Exercise prompt: Would you write out, word for word, each line of the records below from the top through the one holding "when they conflict;"?

Collection entries:
•••

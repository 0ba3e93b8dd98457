//! The header model: an ordered list of header fields with lowercased
//! canonical names, original casing preserved for the wire, and the
//! special-header rules of RFC 7230 applied at construction time.

use std::str;

use error::HeaderError;

/// A single header field.
///
/// `name` is the canonical lowercase form used for lookups; `raw_name`
/// is whatever arrived on the wire (or whatever the embedder supplied)
/// and is what gets serialized back out.
#[derive(Debug, Clone, PartialEq, Eq)]
pub struct HeaderField {
    pub name: Vec<u8>,
    pub raw_name: Vec<u8>,
    pub value: Vec<u8>,
}

/// An ordered list of header fields.
///
/// Insertion order is preserved on the wire. Construction through
/// `from_pairs` validates names and values and applies the
/// `Content-Length` / `Transfer-Encoding` consistency rules.
#[derive(Debug, Clone, PartialEq, Eq, Default)]
pub struct Headers {
    fields: Vec<HeaderField>,
}

impl Headers {
    pub fn new() -> Headers {
        Headers { fields: Vec::new() }
    }

    /// Build a validated header list from `(name, value)` pairs.
    ///
    /// Names must be tokens; values must be free of control bytes and
    /// surrounding whitespace. Multiple `Content-Length` fields are
    /// collapsed when they agree and rejected when they conflict;
    /// `Transfer-Encoding` must be exactly `chunked` and must not
    /// coexist with `Content-Length`.
    pub fn from_pairs<I, N, V>(pairs: I) -> Result<Headers, HeaderError>
        where I: IntoIterator<Item=(N, V)>,
              N: AsRef<[u8]>,
              V: AsRef<[u8]>,
    {
        let mut headers = Headers::new();
        let mut seen_content_length: Option<Vec<u8>> = None;
        let mut seen_transfer_encoding = false;
        for (name, value) in pairs {
            let raw_name = name.as_ref();
            let value = value.as_ref();
            if !is_token(raw_name) {
                return Err(HeaderError::InvalidHeaderName);
            }
            if !is_field_value(value) {
                return Err(HeaderError::InvalidHeaderValue);
            }
            let name = raw_name.to_ascii_lowercase();
            if name == b"content-length" {
                // A single field may itself be a comma list ("5, 5");
                // collapse it before comparing across fields.
                let mut parts = value.split(|&b| b == b',')
                    .map(trim_ows)
                    .filter(|part| !part.is_empty());
                let first = match parts.next() {
                    Some(part) => part.to_vec(),
                    None => return Err(HeaderError::BadContentLength),
                };
                if parts.any(|part| part != &first[..]) {
                    return Err(HeaderError::ConflictingContentLength);
                }
                parse_content_length(&first)?;
                match seen_content_length {
                    None => {
                        seen_content_length = Some(first.clone());
                        headers.fields.push(HeaderField {
                            name: name,
                            raw_name: raw_name.to_vec(),
                            value: first,
                        });
                    }
                    Some(ref prev) => {
                        if prev != &first {
                            return Err(
                                HeaderError::ConflictingContentLength);
                        }
                        // identical repeat, drop it
                    }
                }
            } else if name == b"transfer-encoding" {
                if seen_transfer_encoding {
                    return Err(HeaderError::DuplicateTransferEncoding);
                }
                if !eq_token(value, b"chunked") {
                    return Err(HeaderError::UnsupportedTransferEncoding);
                }
                seen_transfer_encoding = true;
                headers.fields.push(HeaderField {
                    name: name,
                    raw_name: raw_name.to_vec(),
                    value: b"chunked".to_vec(),
                });
            } else {
                headers.fields.push(HeaderField {
                    name: name,
                    raw_name: raw_name.to_vec(),
                    value: value.to_vec(),
                });
            }
        }
        if seen_content_length.is_some() && seen_transfer_encoding {
            return Err(HeaderError::ContentLengthAndTransferEncoding);
        }
        Ok(headers)
    }

    pub fn is_empty(&self) -> bool {
        self.fields.is_empty()
    }

    pub fn len(&self) -> usize {
        self.fields.len()
    }

    pub fn fields(&self) -> &[HeaderField] {
        &self.fields
    }

    pub fn contains(&self, name: &[u8]) -> bool {
        debug_assert!(name.iter().all(|b| !b.is_ascii_uppercase()));
        self.fields.iter().any(|f| f.name == name)
    }

    pub fn get_first(&self, name: &[u8]) -> Option<&[u8]> {
        self.fields.iter()
            .find(|f| f.name == name)
            .map(|f| &f.value[..])
    }

    /// Number of fields with the given canonical name.
    pub fn count(&self, name: &[u8]) -> usize {
        self.fields.iter().filter(|f| f.name == name).count()
    }

    /// Collect the elements of a comma-list header, lowercased and
    /// trimmed of optional whitespace, across all fields of that name.
    pub fn get_comma_values(&self, name: &[u8]) -> Vec<Vec<u8>> {
        let mut out = Vec::new();
        for field in self.fields.iter() {
            if field.name != name {
                continue;
            }
            for part in field.value.split(|&b| b == b',') {
                let part = trim_ows(part);
                if !part.is_empty() {
                    out.push(part.to_ascii_lowercase());
                }
            }
        }
        out
    }

    /// Replace all fields of `name` with one field per given value,
    /// using the titlecased form of the name on the wire. Passing no
    /// values just deletes the header. This is how the engine inserts
    /// the headers it owns (`Transfer-Encoding`, `Connection`).
    pub fn set_comma_values(&mut self, name: &[u8], values: &[&[u8]]) {
        self.fields.retain(|f| f.name != name);
        for value in values {
            self.fields.push(HeaderField {
                name: name.to_vec(),
                raw_name: titlecase(name),
                value: value.to_vec(),
            });
        }
    }

    /// The declared `Content-Length`, if any.
    ///
    /// Values are validated at construction time, so an unparseable
    /// entry cannot be observed here.
    pub fn content_length(&self) -> Option<u64> {
        self.get_first(b"content-length")
            .and_then(|v| parse_content_length(v).ok())
    }

    pub fn has_chunked_encoding(&self) -> bool {
        self.get_comma_values(b"transfer-encoding")
            .last().map_or(false, |v| v == b"chunked")
    }

    pub fn connection_close(&self) -> bool {
        self.get_comma_values(b"connection").iter().any(|v| v == b"close")
    }

    pub fn has_upgrade(&self) -> bool {
        !self.get_comma_values(b"upgrade").is_empty()
    }

    pub fn expects_continue(&self) -> bool {
        self.get_comma_values(b"expect").iter()
            .any(|v| v == b"100-continue")
    }
}

fn parse_content_length(value: &[u8]) -> Result<u64, HeaderError> {
    if value.is_empty() || !value.iter().all(|b| b.is_ascii_digit()) {
        return Err(HeaderError::BadContentLength);
    }
    str::from_utf8(value).ok()
        .and_then(|s| s.parse().ok())
        .ok_or(HeaderError::BadContentLength)
}

/// Case-insensitive comparison of a header value element against an
/// expected token, ignoring surrounding optional whitespace.
pub fn eq_token(value: &[u8], token: &[u8]) -> bool {
    let value = trim_ows(value);
    value.len() == token.len()
        && value.iter().zip(token.iter())
            .all(|(a, b)| a.to_ascii_lowercase() == *b)
}

pub fn trim_ows(mut value: &[u8]) -> &[u8] {
    while let Some(&b) = value.first() {
        if b == b' ' || b == b'\t' { value = &value[1..]; } else { break }
    }
    while let Some(&b) = value.last() {
        if b == b' ' || b == b'\t' {
            value = &value[..value.len() - 1];
        } else {
            break
        }
    }
    value
}

/// RFC 7230 `token`.
pub fn is_token(name: &[u8]) -> bool {
    !name.is_empty() && name.iter().all(|&b| is_tchar(b))
}

fn is_tchar(b: u8) -> bool {
    match b {
        b'!' | b'#' | b'$' | b'%' | b'&' | b'\'' | b'*' | b'+' | b'-' |
        b'.' | b'^' | b'_' | b'`' | b'|' | b'~' => true,
        b'0'..=b'9' | b'a'..=b'z' | b'A'..=b'Z' => true,
        _ => false,
    }
}

/// A valid field value: HTAB, SP, visible ASCII or obs-text only (no
/// control bytes, no embedded newlines), with no surrounding
/// whitespace. Inner whitespace is kept verbatim.
pub fn is_field_value(value: &[u8]) -> bool {
    let clean = value.iter().all(|&b| {
        b == b'\t' || b == b' ' || (b >= 0x21 && b <= 0x7e) || b >= 0x80
    });
    clean && trim_ows(value).len() == value.len()
}

fn titlecase(name: &[u8]) -> Vec<u8> {
    let mut out = Vec::with_capacity(name.len());
    let mut at_word_start = true;
    for &b in name {
        if at_word_start {
            out.push(b.to_ascii_uppercase());
        } else {
            out.push(b);
        }
        at_word_start = b == b'-';
    }
    out
}

#[cfg(test)]
mod test {
    use error::HeaderError;
    use super::{Headers, eq_token, is_token, trim_ows};

    fn hdrs(pairs: Vec<(&str, &str)>) -> Headers {
        Headers::from_pairs(pairs).unwrap()
    }

    #[test]
    fn canonical_and_raw_names() {
        let h = hdrs(vec![("Host", "example.com"), ("X-Foo", "bar")]);
        assert!(h.contains(b"host"));
        assert!(h.contains(b"x-foo"));
        assert_eq!(h.fields()[0].raw_name, b"Host");
        assert_eq!(h.get_first(b"x-foo"), Some(&b"bar"[..]));
    }

    #[test]
    fn rejects_bad_names_and_values() {
        assert_eq!(Headers::from_pairs(vec![("Host name", "x")]).unwrap_err(),
                   HeaderError::InvalidHeaderName);
        assert_eq!(Headers::from_pairs(vec![("", "x")]).unwrap_err(),
                   HeaderError::InvalidHeaderName);
        assert_eq!(Headers::from_pairs(vec![("Host", "a\r\nb")]).unwrap_err(),
                   HeaderError::InvalidHeaderValue);
        assert_eq!(Headers::from_pairs(vec![("X-Foo", "a\x01b")]).unwrap_err(),
                   HeaderError::InvalidHeaderValue);
        assert_eq!(Headers::from_pairs(vec![("X-Foo", "a\x7fb")]).unwrap_err(),
                   HeaderError::InvalidHeaderValue);
        assert_eq!(Headers::from_pairs(vec![("Host", " padded ")]).unwrap_err(),
                   HeaderError::InvalidHeaderValue);
    }

    #[test]
    fn content_length_collapsing() {
        let h = hdrs(vec![("Content-Length", "5"),
                          ("Content-Length", "5")]);
        assert_eq!(h.count(b"content-length"), 1);
        assert_eq!(h.content_length(), Some(5));

        let h = hdrs(vec![("Content-Length", "7, 7")]);
        assert_eq!(h.content_length(), Some(7));

        assert_eq!(
            Headers::from_pairs(vec![("Content-Length", "5"),
                                     ("Content-Length", "6")]).unwrap_err(),
            HeaderError::ConflictingContentLength);
        assert_eq!(
            Headers::from_pairs(vec![("Content-Length", "1x")]).unwrap_err(),
            HeaderError::BadContentLength);
    }

    #[test]
    fn transfer_encoding_rules() {
        let h = hdrs(vec![("Transfer-Encoding", "chunked")]);
        assert!(h.has_chunked_encoding());
        let h = hdrs(vec![("Transfer-Encoding", "CHUNKED")]);
        assert!(h.has_chunked_encoding());

        assert_eq!(
            Headers::from_pairs(
                vec![("Transfer-Encoding", "gzip, chunked")]).unwrap_err(),
            HeaderError::UnsupportedTransferEncoding);
        assert_eq!(
            Headers::from_pairs(
                vec![("Transfer-Encoding", "chunked"),
                     ("Content-Length", "5")]).unwrap_err(),
            HeaderError::ContentLengthAndTransferEncoding);
    }

    #[test]
    fn comma_values() {
        let h = hdrs(vec![("Connection", "Keep-Alive, Upgrade"),
                          ("Connection", "close")]);
        assert_eq!(h.get_comma_values(b"connection"),
                   vec![b"keep-alive".to_vec(), b"upgrade".to_vec(),
                        b"close".to_vec()]);
        assert!(h.connection_close());
    }

    #[test]
    fn set_comma_values_titlecases() {
        let mut h = hdrs(vec![("Host", "example.com")]);
        h.set_comma_values(b"transfer-encoding", &[b"chunked"]);
        let field = h.fields().last().unwrap();
        assert_eq!(field.raw_name, b"Transfer-Encoding");
        assert_eq!(field.value, b"chunked");
        h.set_comma_values(b"transfer-encoding", &[]);
        assert!(!h.contains(b"transfer-encoding"));
    }

    #[test]
    fn expect_and_upgrade() {
        let h = hdrs(vec![("Expect", "100-Continue")]);
        assert!(h.expects_continue());
        let h = hdrs(vec![("Upgrade", "websocket")]);
        assert!(h.has_upgrade());
    }

    #[test]
    fn token_scanners() {
        assert!(eq_token(b"  Chunked ", b"chunked"));
        assert!(!eq_token(b"chunked 1", b"chunked"));
        assert!(is_token(b"GET"));
        assert!(!is_token(b"GE T"));
        assert_eq!(trim_ows(b" \t x y \t "), b"x y");
    }
}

•••

Response box:
repository 0ba3e93b8dd98457
//! The header model: an ordered list of header fields with lowercased
//! canonical names, original casing preserved for the wire, and the
//! special-header rules of RFC 7230 applied at construction time.

use std::str;

use error::HeaderError;

/// A single header field.
///
/// `name` is the canonical lowercase form used for lookups; `raw_name`
/// is whatever arrived on the wire (or whatever the embedder supplied)
/// and is what gets serialized back out.
#[derive(Debug, Clone, PartialEq, Eq)]
pub struct HeaderField {
    pub name: Vec<u8>,
    pub raw_name: Vec<u8>,
    pub value: Vec<u8>,
}

/// An ordered list of header fields.
///
/// Insertion order is preserved on the wire. Construction through
/// `from_pairs` validates names and values and applies the
/// `Content-Length` / `Transfer-Encoding` consistency rules.
#[derive(Debug, Clone, PartialEq, Eq, Default)]
pub struct Headers {
    fields: Vec<HeaderField>,
}

impl Headers {
    pub fn new() -> Headers {
        Headers { fields: Vec::new() }
    }

    /// Build a validated header list from `(name, value)` pairs.
    ///
    /// Names must be tokens; values must be free of control bytes and
    /// surrounding whitespace. Multiple `Content-Length` fields are
    /// collapsed when they agree and rejected when they conflict;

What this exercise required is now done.